Starting with the first line and ending with the line that holds "pub fn new(path: PathEntry, position: (f32, f32))", repeat the material exactly.

══ RECORDS PROVIDED ══

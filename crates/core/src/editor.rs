use hellforge_project::{
    ArchiveLoader, EditorState, PathEntry, PathEntrySource, Project, ResourceError,
};
use hellforge_settings::Config;

use crate::view_state::ViewStateStore;
use crate::window::Window;

/// 宿主提供的訊息對話框。 / Host-provided message dialogs.
pub trait Prompter {
    /// 是/否詢問。 / Asks a yes/no question.
    fn confirm(&mut self, message: &str) -> bool;
    /// 顯示錯誤。 / Shows an error message.
    fn error(&mut self, message: &str);
}

/// 無介面環境使用的對話框，回覆固定答案並記錄訊息。 / Prompter for headless hosts: fixed answer, recorded messages.
#[derive(Debug, Clone, Default)]
pub struct HeadlessPrompter {
    pub answer: bool,
    pub questions: Vec<String>,
    pub errors: Vec<String>,
}

impl HeadlessPrompter {
    pub fn answering(answer: bool) -> Self {
        Self {
            answer,
            ..Self::default()
        }
    }
}

impl Prompter for HeadlessPrompter {
    fn confirm(&mut self, message: &str) -> bool {
        self.questions.push(message.to_string());
        self.answer
    }

    fn error(&mut self, message: &str) {
        log::error!("{message}");
        self.errors.push(message.to_string());
    }
}

/// 儲存動作的結果。 / What a save attempt did.
#[derive(Debug, Clone, Copy, PartialEq, Eq)]
pub enum SaveOutcome {
    Written,
    /// 內容與磁碟相同，未寫入。 / Content matched the file on disk; nothing was written.
    Unchanged,
    /// 來源不可寫入（封存檔）。 / The entry is not writable (archive sourced).
    ReadOnly,
    /// 編輯器沒有可儲存的資料。 / The editor produced no data.
    Nothing,
}

/// 所有編輯器共用的狀態。 / State shared by every editor: its window and the entry it edits.
#[derive(Debug, Clone)]
pub struct EditorBase {
    pub window: Window,
    pub path: PathEntry,
}

impl EditorBase {
    pub fn new(path: PathEntry, position: (f32, f32)) -> Self {
        let window = Window::new(window_title(&path), position.0, position.1);
        Self { window, path }
    }
}

/// 視窗標題：顯示名稱加上唯一識別碼。 / Window title: display name, `##`, unique id.
pub fn window_title(path: &PathEntry) -> String {
    format!("{}##{}", path.name, path.unique_id())
}

/// 編輯器建構時可使用的環境。 / Collaborators handed to editor constructors.
pub struct EditorContext<'a> {
    pub config: &'a Config,
    pub project: Option<&'a Project>,
    pub views: &'a mut ViewStateStore,
    pub position: (f32, f32),
}

/// 以解碼後的資源建立的視窗。 / A live window bound to one decoded resource.
///
/// Implementors supply [`Editor::base`] and [`Editor::generate_save_data`];
/// the lifecycle methods are shared.
pub trait Editor {
    fn base(&self) -> &EditorBase;

    fn base_mut(&mut self) -> &mut EditorBase;

    /// 產生要寫回檔案的內容。 / Bytes to write back, `None` when the editor has nothing to save.
    fn generate_save_data(&self) -> Option<Vec<u8>>;

    /// 唯一識別碼。 / Identity of the editor, equal to its entry's unique id.
    fn id(&self) -> String {
        self.base().path.unique_id()
    }

    fn title(&self) -> String {
        window_title(&self.base().path)
    }

    fn path(&self) -> &PathEntry {
        &self.base().path
    }

    fn is_visible(&self) -> bool {
        self.base().window.is_visible()
    }

    fn set_visible(&mut self, visible: bool) {
        self.base_mut().window.set_visible(visible);
    }

    fn show(&mut self) {
        self.base_mut().window.show();
    }

    fn has_focus(&self) -> bool {
        self.base().window.has_focus()
    }

    fn bring_to_front(&mut self) {
        let window = &mut self.base_mut().window;
        window.show();
        window.set_focused(true);
    }

    fn set_size(&mut self, width: f32, height: f32) {
        self.base_mut().window.set_size(width, height);
    }

    /// 寫回變更；內容未變時不寫入。 / Writes changes back, skipping the write when bytes are identical.
    fn save(&mut self, loader: &dyn ArchiveLoader) -> Result<SaveOutcome, ResourceError> {
        let path = &self.base().path;
        if path.source != PathEntrySource::Project {
            return Ok(SaveOutcome::ReadOnly);
        }

        let Some(data) = self.generate_save_data() else {
            return Ok(SaveOutcome::Nothing);
        };
        let existing = path.read_bytes(loader)?;
        if existing == data {
            return Ok(SaveOutcome::Unchanged);
        }

        path.write_bytes(&data)?;
        Ok(SaveOutcome::Written)
    }

    /// 是否有未儲存變更；發生錯誤時視為沒有。 / Whether unsaved changes exist; errors count as none.
    fn has_changes(&self, loader: &dyn ArchiveLoader) -> bool {
        let path = &self.base().path;
        if path.source != PathEntrySource::Project {
            return false;
        }
        match (self.generate_save_data(), path.read_bytes(loader)) {
            (Some(data), Ok(existing)) => data != existing,
            _ => false,
        }
    }

    /// 匯出工作階段記錄。 / Session record: window geometry, entry identifier, view-state payload.
    fn state(&self, views: &ViewStateStore) -> EditorState {
        let base = self.base();
        let path = base.path.to_identifier().unwrap_or_else(|err| {
            log::error!("failed to encode editor path {}: {err}", base.path.full_path);
            Vec::new()
        });
        EditorState {
            path,
            encoded: views.encode(&self.id()).unwrap_or_default(),
            window: base.window.state(),
        }
    }

    /// 關閉前詢問是否儲存；關閉一定會進行。 / Offers to save unsaved changes, then hides the editor.
    fn cleanup(&mut self, loader: &dyn ArchiveLoader, prompter: &mut dyn Prompter) {
        if self.has_changes(loader) {
            let question = format!(
                "There are unsaved changes to {}, save before closing this editor?",
                self.base().path.full_path
            );
            if prompter.confirm(&question) {
                if let Err(err) = self.save(loader) {
                    prompter.error(&format!("failed to save file: {err}"));
                }
            }
        }
        self.set_visible(false);
    }

    /// 釋放編輯器資源與檢視狀態。 / Final teardown: hides the window and evicts the view state.
    ///
    /// Editors holding extra resources override this and call
    /// [`ViewStateStore::evict`] themselves.
    fn teardown(&mut self, views: &mut ViewStateStore) {
        self.set_visible(false);
        views.evict(&self.id());
    }
}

═══

ANSWER TO THIS TASK:
filename crates/core/src/editor.rs
use hellforge_project::{
    ArchiveLoader, EditorState, PathEntry, PathEntrySource, Project, ResourceError,
};
use hellforge_settings::Config;

use crate::view_state::ViewStateStore;
use crate::window::Window;

/// 宿主提供的訊息對話框。 / Host-provided message dialogs.
pub trait Prompter {
    /// 是/否詢問。 / Asks a yes/no question.
    fn confirm(&mut self, message: &str) -> bool;
    /// 顯示錯誤。 / Shows an error message.
    fn error(&mut self, message: &str);
}

/// 無介面環境使用的對話框，回覆固定答案並記錄訊息。 / Prompter for headless hosts: fixed answer, recorded messages.
#[derive(Debug, Clone, Default)]
pub struct HeadlessPrompter {
    pub answer: bool,
    pub questions: Vec<String>,
    pub errors: Vec<String>,
}

impl HeadlessPrompter {
    pub fn answering(answer: bool) -> Self {
        Self {
            answer,
            ..Self::default()
        }
    }
}

impl Prompter for HeadlessPrompter {
    fn confirm(&mut self, message: &str) -> bool {
        self.questions.push(message.to_string());
        self.answer
    }

    fn error(&mut self, message: &str) {
        log::error!("{message}");
        self.errors.push(message.to_string());
    }
}

/// 儲存動作的結果。 / What a save attempt did.
#[derive(Debug, Clone, Copy, PartialEq, Eq)]
pub enum SaveOutcome {
    Written,
    /// 內容與磁碟相同，未寫入。 / Content matched the file on disk; nothing was written.
    Unchanged,
    /// 來源不可寫入（封存檔）。 / The entry is not writable (archive sourced).
    ReadOnly,
    /// 編輯器沒有可儲存的資料。 / The editor produced no data.
    Nothing,
}

/// 所有編輯器共用的狀態。 / State shared by every editor: its window and the entry it edits.
#[derive(Debug, Clone)]
pub struct EditorBase {
    pub window: Window,
    pub path: PathEntry,
}

impl EditorBase {
    pub fn new(path: PathEntry, position: (f32, f32)) -> Self {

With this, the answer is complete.